Collected data:
╔══

//! Pairwise index-distance validation.
//!
//! The implementation is intentionally dependency-free: index strings are
//! short (<= ~24 nt) and there are at most a few hundred rows per lane, so
//! a plain Levenshtein matrix is plenty.
//!
//! Policy: distance 0 between two different rows in a lane can never be
//! demultiplexed and is fatal; small nonzero distances are reported as
//! warnings with a base-by-base alignment; and the downstream
//! demultiplexer's allowed-mismatch settings are tightened from 1 to 0
//! whenever any same-position pairwise distance in the lane is at or
//! below 2.

use itertools::Itertools;
use log::warn;

use crate::errors::{Error, Result};
use crate::indexes::revcomp;

/// Warn threshold used for whole-lane sweeps.
pub const LANE_WARN_THRESHOLD: usize = 2;
/// Warn threshold used for individual pair checks.
pub const PAIR_WARN_THRESHOLD: usize = 3;

/// The slice of a manifest row that distance checking needs.
#[derive(Clone, Debug, PartialEq, Eq)]
pub struct IndexedRow {
    pub sample_name: String,
    pub index1: String,
    pub index2: String,
    pub lane: String,
}

/// Compute Levenshtein edit distance between two ASCII strings (DNA
/// alphabet).
#[inline]
pub fn edit_distance(a: &str, b: &str) -> usize {
    let (a, b) = (a.as_bytes(), b.as_bytes());
    let mut prev: Vec<usize> = (0..=b.len()).collect();
    let mut curr = vec![0usize; b.len() + 1];
    for (i, &ca) in a.iter().enumerate() {
        curr[0] = i + 1;
        for (j, &cb) in b.iter().enumerate() {
            let cost = usize::from(ca != cb);
            let ins = curr[j] + 1;
            let del = prev[j + 1] + 1;
            let sub = prev[j] + cost;
            curr[j + 1] = ins.min(del).min(sub);
        }
        prev.clone_from(&curr);
    }
    prev[b.len()]
}

/// Visualize a base-by-base match between sequences of equal length.
pub fn show_match(seq1: &str, seq2: &str) -> String {
    debug_assert_eq!(seq1.len(), seq2.len());
    let marks: String = seq1
        .bytes()
        .zip(seq2.bytes())
        .map(|(a, b)| if a == b { '|' } else { 'X' })
        .collect();
    format!("{seq1}\n{marks}\n{seq2}")
}

/// Distance check between two rows' index pairs.
///
/// With `check_flips`, all sixteen reverse-complement orientation
/// combinations of the four sequences are tried and the minimum distance
/// is reported, flagging swapped-orientation collisions that plain
/// comparison misses.
pub fn check_pair_distance(
    row: &IndexedRow,
    row_comp: &IndexedRow,
    check_flips: bool,
    threshold: usize,
) -> Result<()> {
    let (dist, compared, flip_conf) = if check_flips {
        let mut flips: Vec<(usize, String, String)> = Vec::with_capacity(16);
        for (s1i1, n1) in [(row.index1.clone(), "Index1"), (revcomp(&row.index1), "Index1_rc")] {
            for (s1i2, n2) in [(row.index2.clone(), "Index2"), (revcomp(&row.index2), "Index2_rc")]
            {
                for (s2i1, n3) in [
                    (row_comp.index1.clone(), "Index1"),
                    (revcomp(&row_comp.index1), "Index1_rc"),
                ] {
                    for (s2i2, n4) in [
                        (row_comp.index2.clone(), "Index2"),
                        (revcomp(&row_comp.index2), "Index2_rc"),
                    ] {
                        flips.push((
                            edit_distance(&s1i1, &s2i1) + edit_distance(&s1i2, &s2i2),
                            format!("{s1i1}-{s1i2} {s2i1}-{s2i2}"),
                            format!("{n1}-{n2} {n3}-{n4}"),
                        ));
                    }
                }
            }
        }
        let best = flips
            .into_iter()
            .min_by_key(|(d, _, _)| *d)
            .expect("sixteen flips");
        (best.0, best.1, Some(best.2))
    } else {
        let a = format!("{}{}", row.index1, row.index2);
        let b = format!("{}{}", row_comp.index1, row_comp.index2);
        let dist = edit_distance(&a, &b);
        (
            dist,
            format!(
                "{}-{} {}-{}",
                row.index1, row.index2, row_comp.index1, row_comp.index2
            ),
            None,
        )
    };

    if dist <= threshold {
        let mut lines = vec![format!(
            "Hamming distance {dist} between {} and {}",
            row.sample_name, row_comp.sample_name
        )];
        if let Some(conf) = &flip_conf {
            lines.push(format!(
                "Given: {}-{} <-> {}-{}",
                row.index1, row.index2, row_comp.index1, row_comp.index2
            ));
            lines.push(format!("Distance: {dist} when flipped to {conf}"));
        }
        if row.index1.len() + row.index2.len() == row_comp.index1.len() + row_comp.index2.len() {
            let (a, b) = compared
                .split_once(' ')
                .expect("two compared sequence groups");
            // Strip the pair separator so the alignment is over the
            // concatenated index strings.
            lines.push(show_match(&a.replace('-', ""), &b.replace('-', "")));
        }
        warn!("{}", lines.join("\n"));

        if dist == 0 {
            return Err(Error::IdenticalIndices {
                sample_a: row.sample_name.clone(),
                sample_b: row_comp.sample_name.clone(),
                lane: row.lane.clone(),
            });
        }
    }
    Ok(())
}

/// Check index distances between all unordered pairs of rows (one lane's
/// worth, controls included).
pub fn check_lane_distances(rows: &[IndexedRow], threshold: usize) -> Result<()> {
    for (a, b) in rows.iter().tuple_combinations() {
        check_pair_distance(a, b, false, threshold)?;
    }
    Ok(())
}

/// Demultiplexer mismatch thresholds for one lane's rows.
///
/// Defaults to 1 allowed mismatch per index read; index1 and index2 are
/// evaluated independently and each drops to 0 when any pairwise distance
/// at that position is <= 2. A total distance of 0 is a collision.
pub fn mismatch_thresholds(rows: &[IndexedRow]) -> Result<(u8, u8)> {
    let mut i1 = 1u8;
    let mut i2 = 1u8;
    let mut min_total = usize::MAX;

    for (a, b) in rows.iter().tuple_combinations() {
        let d1 = edit_distance(&a.index1, &b.index1);
        let d2 = edit_distance(&a.index2, &b.index2);
        min_total = min_total.min(d1 + d2);
        if d1 <= 2 {
            i1 = 0;
        }
        if d2 <= 2 {
            i2 = 0;
        }
    }

    if min_total == 0 {
        return Err(Error::Invalid(
            "total index distance of 0 detected".to_string(),
        ));
    }
    if i1 == 0 {
        warn!(
            "Minimum distance between Index1 sequences is at or below 2. Reducing allowed mismatches from 1 to 0."
        );
    }
    if i2 == 0 {
        warn!(
            "Minimum distance between Index2 sequences is at or below 2. Reducing allowed mismatches from 1 to 0."
        );
    }
    Ok((i1, i2))
}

╚══

## YOUR ASSIGNMENT
The answer consists of the lines above that include the word "plain", each copied exactly.

## TASK ANSWER
//! a plain Levenshtein matrix is plenty.
/// is reported, flagging swapped-orientation collisions that plain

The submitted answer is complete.